GIZA: Grand Egyptian Museum

Cost: more than $1bn
Opening November

This one has been on the list for a while – but is promised to be delivered in November. The foundation stone for the Grand Egyptian Museum (GEM) was laid 20 years ago by late president Hosni Mubarak. Designed by the Dublin-based architects Heneghan Peng, it is believed to have cost around $1bn, but hey who is counting? Again at around 500,000 square metres rivalling Norway, with much of the funding coming from Japanese government loans. The Museum will house over 100,000 Egyptian artefacts, displayed in chronological sequence. It is located just outside Cairo, and within a short distance from the pyramids at Giza. GEM is expected to welcome more than 15,000 visitors per day.

BERLIN & SHANGHAI: Fotografiska

Opening: late 2022

The Fotografiska chain of photography museums in Stockholm, New York and Tallinn is expanding to Berlin and Shanghai in the second half of 2022. Fotografiska Berlin renovates the Kunsthaus Tacheles, a former department store and Nazi party office that was saved from demolition in the 1990s by artist squatters. Fotografiska Shanghai takes over a former warehouse in the riverfront district of Suzhou Creek. Another new space is scheduled to open in Miami in 2023.

BANGALORE: Museum of Art & Photography

Founded by the Indian businessman and collector Abhishek Poddar, the Museum of Art & Photography (MAP) will open in Bengaluru (also called Bangalore, and the capital of India’s southern Karnataka state), at the end of 2022. Its collection includes more than 18,000 works spanning paintings, photography, textiles, graphic art and sculptures from the tenth century to the present. It has been designed by leading Indian architect, Soumitro Ghosh.

Dubai’s Museum of the Future. Architect / image Killa Design.

DUBAI: Museum of the Future

Opening: 22 February

The new Museum of the Future is being described as surreal / symbollic. The façade, conceived by the local architecture studio Killa Design, is covered in poetry phrases written by Dubai’s ruler Sheikh Mohammed Bin Rashid Al Maktoum, and the building is circular representing humanity; while its void represents the unknown future. The goal of this museum is to promote technological development and innovation, especially in the fields of robotics and artificial intelligence (AI).
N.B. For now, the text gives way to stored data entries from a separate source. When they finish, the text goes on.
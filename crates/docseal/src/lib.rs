//! # Docseal
//!
//! The unified API for sealed document exchange - encrypt under
//! wallet-gated conditions, publish, fetch, decrypt.
//!
//! ## Overview
//!
//! Docseal provides the encrypted-document core of a contract-signing
//! flow:
//!
//! - **Policies**: Condition lists naming who may unseal a document
//! - **Sealing**: Local encryption toward a key-custody network, bound to
//!   the policy and the plaintext hash
//! - **Publishing**: Envelopes uploaded to a public gateway under the
//!   sender's signing identity
//! - **Unsealing**: A fresh authorization handshake and a network-side
//!   policy re-evaluation on every fetch
//!
//! ## Key Concepts
//!
//! - **Envelope**: Ciphertext, plaintext hash, and the conditions, stored
//!   as one public JSON document. Possession reveals nothing.
//! - **Credential**: Short-lived proof of wallet control. Never stored.
//! - **Fail-fast**: The first failing stage aborts the operation. No
//!   retries, no partial results.
//!
//! ## Usage
//!
//! ```rust,no_run
//! use docseal::{Pipeline, PipelineConfig};
//! use docseal::keynet::StubNetwork;
//! use docseal::store::MemoryGateway;
//! use docseal::core::DocumentMeta;
//!
//! async fn example() {
//!     let config = PipelineConfig::from_env();
//!     let pipeline = Pipeline::new(StubNetwork::new(), MemoryGateway::new(), config);
//!
//!     let recipient = "0x0011223344556677889900112233445566778899".parse().unwrap();
//!     let reference = pipeline
//!         .seal_for(&recipient, b"agreement text", &DocumentMeta::for_file("agreement.pdf"))
//!         .await
//!         .unwrap();
//!
//!     // The recipient's own pipeline can now fetch and unseal it
//!     // let document = pipeline.fetch_and_unseal(&reference).await.unwrap();
//! }
//! ```
//!
//! ## Re-exports
//!
//! This crate re-exports the component crates for convenience:
//!
//! - `docseal::core` - Policies, envelopes, wallet signing
//! - `docseal::keynet` - Key network client, sessions, sealing
//! - `docseal::store` - Envelope upload and retrieval

pub mod error;
pub mod pipeline;

// Re-export component crates
pub use docseal_core as core;
pub use docseal_keynet as keynet;
pub use docseal_store as store;

// Re-export main types for convenience
pub use error::{PipelineError, Result};
pub use pipeline::{Pipeline, PipelineConfig, UnsealedDocument, CHAIN_ENV, SIGNING_KEY_ENV};

// Re-export commonly used core types
pub use docseal_core::{
    AccessPolicy, ChainAddress, ContentReference, DocumentMeta, EncryptedEnvelope, WalletSigner,
};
The website explains: ‘Each floor is like a film set from a future that you can inhabit, explore and interact with … Topics featured include the future of space travel and living, climate change and ecology, health, wellness and spirituality.’ It is located in the Financial District of Dubai, and was founded by the Dubai Future Foundation.

SOUTH KOREA: Robot Science Museum

Opening: late 2022

Seoul’s newest museum will be dedicated to all things robotics. Similar to Dubai’s Museum of the Future it has a futuristic sphere-like structure, designed by Turkey-based Melike Altınışık Architects (MAA). It is also claimed to have been partially built by robots. They have been 3D-printing concrete and assembling the metal plates that cover its façade these past two years.

RAIM is going to be one of the buildings in the center of the renovation area ‘the Changbai New Economic Center’ which is going to be a Cultural Center for Chang-dong in the northern part of Seoul and is going to be linked to the Photographic Art Museum (PAM) which is going to build next to Robot & AI Museum (RAIM)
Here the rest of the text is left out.